Today, there are many practices associated with the occult sciences masquerading as spiritual processes.

Let us say I am in India and you are in America. I want to send you a flower, but I am not willing to take the journey that Columbus took. If I make this flower suddenly land in your lap, this is occult. There is nothing spiritual about it; it is just another way of handling the physical dimension of life.

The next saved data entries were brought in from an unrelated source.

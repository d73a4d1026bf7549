use oncomatch_api::run;

#[tokio::main]
async fn main() {
    if let Err(err) = run().await {
        eprintln!("application error: {err}");
        std::process::exit(1);
    }
}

In India, we have many sophisticated occult processes. There are people who can just look at a photograph and make or break a person’s life. They could ensure that the person contracts some ailment that the body could not customarily have acquired in such a short span of time. These occult practitioners can also create health, but unfortunately many of them use their ability in other ways, as there seems to be a better market for these negative talents. In any case, whether it is employed for ill health or good health is beside the point. The use of occult toward any self-oriented goal is inadvisable.

The yogic tradition is filled with stories of the great yogi Gorakhnath. Some say he lived in the eleventh century, but there are many accounts that date him much earlier. He was a disciple of Matsyendranath, an illustrious yogi in his own right. Such was his level of attainment that Matsyendranath was often venerated as a reincarnation of Shiva or Adiyogi. The lore tells us that Matsyendranath lived for about six hundred years. This need not be accepted literally or discarded as hagiography either. It essentially indicates an exceptionally long life span and the tremendous awe with which this iconic figure was regarded.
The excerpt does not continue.